Powerstroke size of chimeric motors. A–H, the average stroke size/mean displacement was determined by histogram shift (δ) from mean free dumbbell noise. The histograms fitted with Gaussian function to determine the average stroke size for the indicated myosin motors. I, the average stroke size determined from the Gaussian fits for WT and chimeric motors were compared in a bar diagram. Error bars, S.E. from the fits.

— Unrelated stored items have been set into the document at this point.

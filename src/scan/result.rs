use serde::Serialize;
use std::collections::{BTreeMap, BTreeSet};
use std::fmt;
use std::path::Path;
use tracing::{debug, info};

#[derive(Debug, Clone, Copy, PartialEq, Eq, Serialize)]
#[serde(rename_all = "lowercase")]
pub enum ManifestOrigin {
    /// Found in the scanned repository
    Repository,
    /// Synthesized from a registry sample
    Catalog,
}

#[derive(Debug, Clone, PartialEq, Eq)]
pub struct ManifestRecord {
    pub context: String,
    pub bytes: Option<Vec<u8>>,
    pub url: Option<String>,
    pub origin: ManifestOrigin,
}

#[derive(Debug, Clone, PartialEq, Eq, Serialize)]
#[serde(tag = "kind", content = "location", rename_all = "lowercase")]
pub enum BuildFileLocation {
    /// Relative to the context directory, resolved later by the build
    Relative(String),
    Url(String),
}

impl BuildFileLocation {
    pub fn as_str(&self) -> &str {
        match self {
            BuildFileLocation::Relative(path) => path,
            BuildFileLocation::Url(url) => url,
        }
    }
}

impl fmt::Display for BuildFileLocation {
    fn fmt(&self, f: &mut fmt::Formatter<'_>) -> fmt::Result {
        f.write_str(self.as_str())
    }
}

#[derive(Debug, Clone, PartialEq, Eq)]
pub struct BuildFileRecord {
    pub context: String,
    pub location: BuildFileLocation,
}

/// Ports detected for a context. Never empty: no entry means "unknown".
#[derive(Debug, Clone, PartialEq, Eq)]
pub struct PortSet {
    pub context: String,
    pub ports: BTreeSet<u16>,
}

impl PortSet {
    pub fn new(context: &str, ports: impl IntoIterator<Item = u16>) -> Option<Self> {
        let ports: BTreeSet<u16> = ports.into_iter().collect();
        if ports.is_empty() {
            None
        } else {
            Some(Self {
                context: context.to_string(),
                ports,
            })
        }
    }
}

/// Everything decided for one component context
#[derive(Debug, Clone, PartialEq, Eq)]
pub struct ContextOutcome {
    pub context: String,
    pub manifest: Option<ManifestRecord>,
    pub build_file: Option<BuildFileRecord>,
    pub ports: Option<PortSet>,
}

impl ContextOutcome {
    pub fn new(context: impl Into<String>) -> Self {
        Self {
            context: context.into(),
            manifest: None,
            build_file: None,
            ports: None,
        }
    }

    pub fn set_manifest(
        &mut self,
        bytes: Option<Vec<u8>>,
        url: Option<String>,
        origin: ManifestOrigin,
    ) {
        self.manifest = Some(ManifestRecord {
            context: self.context.clone(),
            bytes,
            url,
            origin,
        });
    }

    pub fn set_build_file(&mut self, location: BuildFileLocation) {
        self.build_file = Some(BuildFileRecord {
            context: self.context.clone(),
            location,
        });
    }

    pub fn set_ports(&mut self, ports: impl IntoIterator<Item = u16>) {
        if let Some(set) = PortSet::new(&self.context, ports) {
            self.ports = Some(set);
        }
    }

    pub fn has_manifest(&self) -> bool {
        self.manifest.is_some()
    }

    /// A devfile found in the repository is authoritative: a Dockerfile found
    /// next to it is dropped, the devfile has to reference it itself.
    pub fn apply_manifest_precedence(&mut self) {
        let repository_manifest = matches!(
            &self.manifest,
            Some(ManifestRecord { origin: ManifestOrigin::Repository, .. })
        );
        if repository_manifest && self.build_file.take().is_some() {
            debug!(context = %self.context, "Dropping Dockerfile next to repository devfile");
        }
    }
}

/// The four per-context mappings a scan produces
#[derive(Debug, Clone, Default, PartialEq, Eq, Serialize)]
pub struct ScanResult {
    pub devfiles: BTreeMap<String, Vec<u8>>,
    pub devfile_urls: BTreeMap<String, String>,
    pub dockerfiles: BTreeMap<String, String>,
    pub ports: BTreeMap<String, BTreeSet<u16>>,
}

impl ScanResult {
    /// No devfile bytes, devfile links or Dockerfiles were found
    pub fn is_empty(&self) -> bool {
        self.devfiles.is_empty() && self.devfile_urls.is_empty() && self.dockerfiles.is_empty()
    }

    /// Every context that has at least one entry
    pub fn contexts(&self) -> BTreeSet<&str> {
        self.devfiles
            .keys()
            .chain(self.devfile_urls.keys())
            .chain(self.dockerfiles.keys())
            .chain(self.ports.keys())
            .map(String::as_str)
            .collect()
    }

    pub(crate) fn record(&mut self, outcome: ContextOutcome) {
        if let Some(manifest) = outcome.manifest {
            if let Some(bytes) = manifest.bytes {
                self.devfiles.insert(manifest.context.clone(), bytes);
            }
            if let Some(url) = manifest.url {
                self.devfile_urls.insert(manifest.context, url);
            }
        }
        if let Some(build_file) = outcome.build_file {
            self.dockerfiles
                .insert(build_file.context, build_file.location.as_str().to_string());
        }
        if let Some(ports) = outcome.ports {
            self.ports.insert(ports.context, ports.ports);
        }
    }

    pub(crate) fn finish(self, root: &Path) -> Self {
        if self.is_empty() {
            info!(
                path = %root.display(),
                "No devfile or Dockerfile found in the specified location"
            );
        } else {
            info!(
                path = %root.display(),
                devfiles = self.devfile_urls.len().max(self.devfiles.len()),
                dockerfiles = self.dockerfiles.len(),
                "Scan complete"
            );
        }
        self
    }
}

#[cfg(test)]
mod tests {
    use super::*;

    #[test]
    fn test_empty_ports_are_not_recorded() {
        assert!(PortSet::new("api", Vec::new()).is_none());

        let mut outcome = ContextOutcome::new("api");
        outcome.set_ports(vec![]);
        assert!(outcome.ports.is_none());

        outcome.set_ports(vec![9090, 8080, 8080]);
        let ports: Vec<u16> = outcome.ports.unwrap().ports.into_iter().collect();
        assert_eq!(ports, vec![8080, 9090]);
    }

    #[test]
    fn test_repository_devfile_drops_dockerfile() {
        let mut outcome = ContextOutcome::new("api");
        outcome.set_build_file(BuildFileLocation::Relative("Dockerfile".to_string()));
        outcome.set_manifest(
            Some(b"schemaVersion: 2.2.0".to_vec()),
            None,
            ManifestOrigin::Repository,
        );
        outcome.apply_manifest_precedence();
        assert!(outcome.build_file.is_none());
    }

    #[test]
    fn test_catalog_devfile_keeps_dockerfile() {
        let mut outcome = ContextOutcome::new("api");
        outcome.set_manifest(
            None,
            Some("https://x/devfile.yaml".to_string()),
            ManifestOrigin::Catalog,
        );
        outcome.set_build_file(BuildFileLocation::Url("https://x/Dockerfile".to_string()));
        outcome.apply_manifest_precedence();
        assert!(outcome.build_file.is_some());
    }

    #[test]
    fn test_record_and_contexts() {
        let mut result = ScanResult::default();
        assert!(result.is_empty());

        let mut api = ContextOutcome::new("api");
        api.set_manifest(
            Some(b"a".to_vec()),
            Some("https://x/api/devfile.yaml".to_string()),
            ManifestOrigin::Repository,
        );
        result.record(api);

        let mut web = ContextOutcome::new("web");
        web.set_build_file(BuildFileLocation::Relative("docker/Dockerfile".to_string()));
        web.set_ports(vec![3000]);
        result.record(web);

        result.record(ContextOutcome::new("docs"));

        assert!(!result.is_empty());
        assert_eq!(result.dockerfiles["web"], "docker/Dockerfile");
        assert_eq!(result.contexts().into_iter().collect::<Vec<_>>(), vec!["api", "web"]);
    }

    #[test]
    fn test_ports_alone_do_not_count_as_found() {
        let mut result = ScanResult::default();
        result.ports.insert("api".to_string(), BTreeSet::from([8080]));
        assert!(result.is_empty());
    }
}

The statistically significant difference in the powerstroke size was calculated for the following pairs of motors: WT-S1f and WT-S1s, p < 0.0001; WT-S1f and S1f-cgmRLC, p = 0.8841; S1f and S1f-MLC2B, p = 0.0053; S1f and S1f-MLC2v, p = 0.0025; WT-S1s and S1s-cgmRLC, p = 0.1002; WT-S1s and S1s-MLC2B, p < 0.0001; WT-S1s and S1s-MLC2v, p < 0.0001. Statistical significance was calculated using unpaired t test.

Figure 6.

Stiffness. A and B, original data records acquired in optical trapping experiments. Bead position is plotted over time for both the left and right bead of the dumbbell. Positive position feedback was used to increase the amplitude of thermal fluctuations, which effectively increased the variance ratio between binding events and free dumbbell noise for both traps in the direction of the actin filament axis. C and D, variance versus time plotted for the records shown in A and B. Variance was calculated for a rolling window of 20 ms, at our sampling rate of 10 kHz. For the example shown here, the variance-Hidden-Markov method yielded a combined trap stiffness of 0.078 pN/nm and a myosin head stiffness of 0.85 pN/nm. E, box plot with overlapped data points, the stiffness measured for WT-S1f, WT-S1s, and chimeric motors. Each rhombus represents the measured stiffness from individual myosins. Average stiffness with S.D. was as follows: for WT-S1f, −1.12 ± 0.03; for S1f-MLC2B, −1.24 ± 0.09; for S1f-MLC2v, −1 ± 0.07; for WT-S1s, −0.437 ± 0.08; for S1s-cgmRLC, −0.585 ± 0.024; for S1s-MLC2B, −1.62 ± 0.27; for S1s-MLC2v, −0.533 ± 0.11. Unpaired t test was used to calculate the statistical significance. WT-S1f (n = 20) and WT-S1s (n = 13) displayed statistically significant difference with p < 0.0001. No statistically significant difference between WT-S1f and S1f-MLC2B (N = 12, p = 0.72) or WT-S1f and S1f-MLC2v (N = 15, p = 0.128) was found. For WT-S1s and S1s-cgmRLC (N = 10), marginal but statistically significant difference was found (p = 0.0493). For WT-S1s and S1s-MLC2B, N = 6 and p < 0.0001. For WT-S1s and S1s-MLC2v, n = 11 and p = 0.4735. N = number of individual motor molecules.